Permitting in Ohio has become especially contentious since passage of a 2021 law that adds hurdles for siting most wind and solar projects over 50 megawatts. Under the law, counties can block new utility-scale projects before they even get to the state siting board. The law doesn’t apply to fossil fuel or nuclear power projects.
The 2021 law exempts Grange Solar and some other projects because they were already in grid operator PJM’s queue when the law took effect. However, Grange Solar isn’t exempt from a provision in the law calling for two local ad hoc board members to join the state siting board’s seven voting members when it deliberates on the project.
Ohio law requires any new generation project to meet eight criteria. They include consideration of impacts on the environment, water conservation, and agricultural land.
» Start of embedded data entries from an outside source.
use std::str::FromStr;

use async_trait::async_trait;
use base64::Engine;
use bytes::Bytes;
use bytestring::ByteString;
use regex::Regex;
use serde::{Serialize, Serializer};

use mqrelay_conf as conf;

use crate::Result;

mod instrument;
mod kafka;
mod noop;
mod rabbitmq;
mod sns;
mod sqs;

pub use instrument::InstrumentedPublisher;
pub use kafka::KafkaPublisher;
pub use noop::NoopPublisher;
pub use rabbitmq::RabbitmqPublisher;
pub use sns::SnsPublisher;
pub use sqs::SqsPublisher;

/// message attribute / header names carried to the backend broker
pub(crate) const MQTT_QOS_HEADER: &str = "mqtt.qos";
pub(crate) const MQTT_DUP_HEADER: &str = "mqtt.dup";
pub(crate) const MQTT_RETAIN_HEADER: &str = "mqtt.retain";
pub(crate) const MQTT_MSG_ID_HEADER: &str = "mqtt.packet.id";
pub(crate) const MQTT_MSG_FMT_HEADER: &str = "mqtt.fmt";

/// One MQTT PUBLISH, normalized for the backend. The JSON message format
/// serializes exactly these wire fields, with the payload base64-encoded.
#[derive(Debug, Clone, Serialize)]
pub struct PublishRequest {
    pub dup: bool,
    pub qos: u8,
    pub retain: bool,
    pub topic_name: ByteString,
    /// 0 when QoS is 0
    pub packet_id: u16,
    #[serde(rename = "payload", serialize_with = "serialize_base64")]
    pub payload: Bytes,
    #[serde(skip)]
    pub client_id: ByteString,
}

fn serialize_base64<S: Serializer>(payload: &Bytes, serializer: S) -> std::result::Result<S::Ok, S::Error> {
    serializer.serialize_str(&base64::engine::general_purpose::STANDARD.encode(payload))
}

/// Broker-side result of one publish. `id` is an opaque broker identifier
/// (partition/offset, delivery tag, message id). A present `error` is the
/// broker's per-message failure, distinct from a submission failure.
#[derive(Debug, Default)]
pub struct PublishResponse {
    pub id: Option<String>,
    pub error: Option<crate::Error>,
}

impl PublishResponse {
    pub fn with_id(id: impl Into<String>) -> Self {
        Self { id: Some(id.into()), error: None }
    }
}

/// Fires exactly once per successfully submitted async publish.
pub type PublishCallback = Box<dyn FnOnce(&PublishRequest, PublishResponse) + Send + 'static>;

/// Backend-facing publish abstraction.
///
/// `publish_async` guarantees: when it returns `Ok`, the callback fires
/// exactly once (with success or the broker's error); when it returns
/// `Err`, the callback never fires.
#[async_trait]
pub trait Publisher: Send + Sync {
    fn name(&self) -> &'static str;

    async fn publish(&self, request: &PublishRequest) -> Result<PublishResponse>;

    async fn publish_async(&self, request: PublishRequest, callback: PublishCallback) -> Result<()>;

    /// Blocks until shutdown; backends run their delivery-report workers
    /// here.
    async fn serve(&self) -> Result<()>;

    /// Graceful shutdown, bounded by the backend's grace period.
    async fn shutdown(&self);

    /// Hard close.
    async fn close(&self) -> Result<()>;
}

#[derive(thiserror::Error, Debug)]
pub enum PublisherError {
    #[error("destination not found for MQTT topic {0}")]
    NoDestination(String),
}

/// Ordered list of `destination=regexp` rules plus an optional default.
/// First match in insertion order wins; repeated `set` calls append, and
/// that order is load bearing.
#[derive(Default)]
pub struct TopicMappings {
    mappings: Vec<(String, Regex)>,
    default_destination: Option<String>,
}

impl TopicMappings {
    pub fn new(mappings: &[conf::TopicMapping], default_destination: &str) -> Result<Self> {
        let mut this = TopicMappings {
            mappings: Vec::with_capacity(mappings.len()),
            default_destination: if default_destination.is_empty() {
                None
            } else {
                Some(default_destination.to_string())
            },
        };
        for m in mappings {
            this.set(&m.topic, &m.pattern)?;
        }
        Ok(this)
    }

    pub fn set(&mut self, destination: &str, pattern: &str) -> Result<()> {
        let regex = Regex::new(pattern)?;
        self.mappings.push((destination.to_string(), regex));
        Ok(())
    }

    /// First regexp matching the MQTT topic selects the destination, the
    /// default applies otherwise, else the lookup is a hard error.
    pub fn resolve(&self, mqtt_topic: &str) -> Result<&str> {
        for (destination, regex) in &self.mappings {
            if regex.is_match(mqtt_topic) {
                return Ok(destination);
            }
        }
        if let Some(default_destination) = self.default_destination.as_deref() {
            return Ok(default_destination);
        }
        Err(PublisherError::NoDestination(mqtt_topic.to_string()).into())
    }
}

/// Payload serialization applied by the non-Kafka backends.
#[derive(Debug, Clone, Copy, PartialEq, Eq)]
pub enum MessageFormat {
    Plain,
    Base64,
    Json,
}

impl MessageFormat {
    pub fn as_str(&self) -> &'static str {
        match self {
            MessageFormat::Plain => conf::MESSAGE_FORMAT_PLAIN,
            MessageFormat::Base64 => conf::MESSAGE_FORMAT_BASE64,
            MessageFormat::Json => conf::MESSAGE_FORMAT_JSON,
        }
    }

    pub fn message_body(&self, request: &PublishRequest) -> Result<Bytes> {
        match self {
            MessageFormat::Plain => Ok(request.payload.clone()),
            MessageFormat::Base64 => Ok(Bytes::from(
                base64::engine::general_purpose::STANDARD.encode(&request.payload),
            )),
            MessageFormat::Json => Ok(Bytes::from(serde_json::to_vec(request)?)),
        }
    }
}

impl FromStr for MessageFormat {
    type Err = crate::Error;

    fn from_str(s: &str) -> Result<Self> {
        match s {
            conf::MESSAGE_FORMAT_PLAIN => Ok(MessageFormat::Plain),
            conf::MESSAGE_FORMAT_BASE64 => Ok(MessageFormat::Base64),
            conf::MESSAGE_FORMAT_JSON => Ok(MessageFormat::Json),
            other => Err(anyhow::anyhow!("unsupported message format '{}'", other)),
        }
    }
}

#[cfg(test)]
mod tests {
    use super::*;

    fn request() -> PublishRequest {
        PublishRequest {
            dup: false,
            qos: 1,
            retain: false,
            topic_name: ByteString::from_static("dummy"),
            packet_id: 1,
            payload: Bytes::from_static(b"Hello world"),
            client_id: ByteString::from_static("client-1"),
        }
    }

    #[test]
    fn test_topic_mappings_first_match_wins() {
        let mut mappings = TopicMappings::default();
        mappings.set("temperature", "^temp.*").unwrap();
        mappings.set("other", ".*").unwrap();

        assert_eq!(mappings.resolve("temperature").unwrap(), "temperature");
        assert_eq!(mappings.resolve("brightness").unwrap(), "other");
    }

    #[test]
    fn test_topic_mappings_default_and_error() {
        let mut mappings = TopicMappings::default();
        mappings.set("temperature", "^temp.*").unwrap();

        assert!(matches!(
            mappings.resolve("brightness").unwrap_err().downcast_ref::<PublisherError>(),
            Some(PublisherError::NoDestination(_))
        ));

        mappings.default_destination = Some("fallback".into());
        assert_eq!(mappings.resolve("brightness").unwrap(), "fallback");
    }

    #[test]
    fn test_message_format_plain() {
        let body = MessageFormat::Plain.message_body(&request()).unwrap();
        assert_eq!(body, Bytes::from_static(b"Hello world"));
    }

    #[test]
    fn test_message_format_base64() {
        let body = MessageFormat::Base64.message_body(&request()).unwrap();
        assert_eq!(body, Bytes::from_static(b"SGVsbG8gd29ybGQ="));
    }

    #[test]
    fn test_message_format_json() {
        let body = MessageFormat::Json.message_body(&request()).unwrap();
        let value: serde_json::Value = serde_json::from_slice(&body).unwrap();
        assert_eq!(value["dup"], false);
        assert_eq!(value["qos"], 1);
        assert_eq!(value["retain"], false);
        assert_eq!(value["topic_name"], "dummy");
        assert_eq!(value["packet_id"], 1);
        assert_eq!(value["payload"], "SGVsbG8gd29ybGQ=");
        // the client id is not part of the wire shape
        assert!(value.get("client_id").is_none());
    }
}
Other factors include whether a facility “will serve the interests of electric system economy and reliability” and “the public interest, convenience, and necessity.”
Ohio statutes don’t spell out what “public interest” means, and the power siting board declined environmental advocates’ requests to define the term when other rule revisions took effect last year.
Yet the board has denied multiple permit applications for solar projects based entirely or primarily on a large percentage of public comments or local governments opposing them. The developer in one such case, Vesper Energy, challenged the siting board’s popularity-contest approach in denying its Kingwood Solar project. The case is now before the Ohio Supreme Court, with oral arguments set for March 13.
That backdrop prompted Open Road Renewables to take a closer look at the comments in the Grange Solar case.
“Given that the siting board puts a weight on local public opinion and any resolutions made by local public bodies, we just felt it deserved that scrutiny,” Herling said.
The company submitted an initial analysis of public comments through Feb. 4 and found three-quarters of 806 unique commenters in the docket favored the project, compared with one-fourth in opposition. Among the commenters within Logan County, supporters still outnumbered opponents by about two to one.
A flurry of filings more than doubled the total number of comments, and the developer prepared an updated analysis through Feb. 11. Among nearly 2,000 commenters, supporters outnumbered opponents four to one. Opinion was more divided within Logan County, but allies still exceeded critics, Open Road Renewables’ most recent analysis said.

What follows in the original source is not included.